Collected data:

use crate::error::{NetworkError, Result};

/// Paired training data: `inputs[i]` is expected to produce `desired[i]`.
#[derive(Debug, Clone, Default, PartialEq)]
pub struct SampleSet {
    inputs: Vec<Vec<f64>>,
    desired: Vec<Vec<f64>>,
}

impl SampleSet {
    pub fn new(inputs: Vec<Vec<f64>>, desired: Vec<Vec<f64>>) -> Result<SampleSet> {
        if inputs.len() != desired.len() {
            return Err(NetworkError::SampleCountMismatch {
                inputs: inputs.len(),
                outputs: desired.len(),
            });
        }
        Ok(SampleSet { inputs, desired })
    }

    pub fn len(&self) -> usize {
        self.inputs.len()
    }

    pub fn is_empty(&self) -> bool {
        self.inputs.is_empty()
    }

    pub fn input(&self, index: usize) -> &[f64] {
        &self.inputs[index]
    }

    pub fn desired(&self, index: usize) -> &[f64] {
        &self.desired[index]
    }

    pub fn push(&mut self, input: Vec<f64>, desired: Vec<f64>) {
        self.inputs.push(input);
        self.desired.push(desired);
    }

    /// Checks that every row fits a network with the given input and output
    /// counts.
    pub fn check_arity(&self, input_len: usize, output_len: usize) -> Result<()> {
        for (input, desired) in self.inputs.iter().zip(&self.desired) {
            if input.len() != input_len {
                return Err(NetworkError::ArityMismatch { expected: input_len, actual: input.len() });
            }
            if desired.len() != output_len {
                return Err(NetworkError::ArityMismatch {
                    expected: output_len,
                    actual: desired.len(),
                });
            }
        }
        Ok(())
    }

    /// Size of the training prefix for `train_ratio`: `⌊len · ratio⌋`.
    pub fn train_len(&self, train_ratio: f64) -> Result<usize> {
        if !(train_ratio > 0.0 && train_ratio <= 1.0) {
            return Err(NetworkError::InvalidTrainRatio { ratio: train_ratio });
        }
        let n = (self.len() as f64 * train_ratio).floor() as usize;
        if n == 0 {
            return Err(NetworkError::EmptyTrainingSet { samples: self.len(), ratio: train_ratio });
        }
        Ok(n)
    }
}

* Task item
Repeat the records exactly, including every line.

* Reply
use crate::error::{NetworkError, Result};

/// Paired training data: `inputs[i]` is expected to produce `desired[i]`.
#[derive(Debug, Clone, Default, PartialEq)]
pub struct SampleSet {
    inputs: Vec<Vec<f64>>,
    desired: Vec<Vec<f64>>,
}

impl SampleSet {
    pub fn new(inputs: Vec<Vec<f64>>, desired: Vec<Vec<f64>>) -> Result<SampleSet> {
        if inputs.len() != desired.len() {
            return Err(NetworkError::SampleCountMismatch {
                inputs: inputs.len(),
                outputs: desired.len(),
            });
        }
        Ok(SampleSet { inputs, desired })
    }

    pub fn len(&self) -> usize {
        self.inputs.len()
    }

    pub fn is_empty(&self) -> bool {
        self.inputs.is_empty()
    }

    pub fn input(&self, index: usize) -> &[f64] {
        &self.inputs[index]
    }

    pub fn desired(&self, index: usize) -> &[f64] {
        &self.desired[index]
    }

    pub fn push(&mut self, input: Vec<f64>, desired: Vec<f64>) {
        self.inputs.push(input);
        self.desired.push(desired);
    }

    /// Checks that every row fits a network with the given input and output
    /// counts.
    pub fn check_arity(&self, input_len: usize, output_len: usize) -> Result<()> {
        for (input, desired) in self.inputs.iter().zip(&self.desired) {
            if input.len() != input_len {
                return Err(NetworkError::ArityMismatch { expected: input_len, actual: input.len() });
            }
            if desired.len() != output_len {
                return Err(NetworkError::ArityMismatch {
                    expected: output_len,
                    actual: desired.len(),
                });
            }
        }
        Ok(())
    }

    /// Size of the training prefix for `train_ratio`: `⌊len · ratio⌋`.
    pub fn train_len(&self, train_ratio: f64) -> Result<usize> {
        if !(train_ratio > 0.0 && train_ratio <= 1.0) {
            return Err(NetworkError::InvalidTrainRatio { ratio: train_ratio });
        }
        let n = (self.len() as f64 * train_ratio).floor() as usize;
        if n == 0 {
            return Err(NetworkError::EmptyTrainingSet { samples: self.len(), ratio: train_ratio });
        }
        Ok(n)
    }
}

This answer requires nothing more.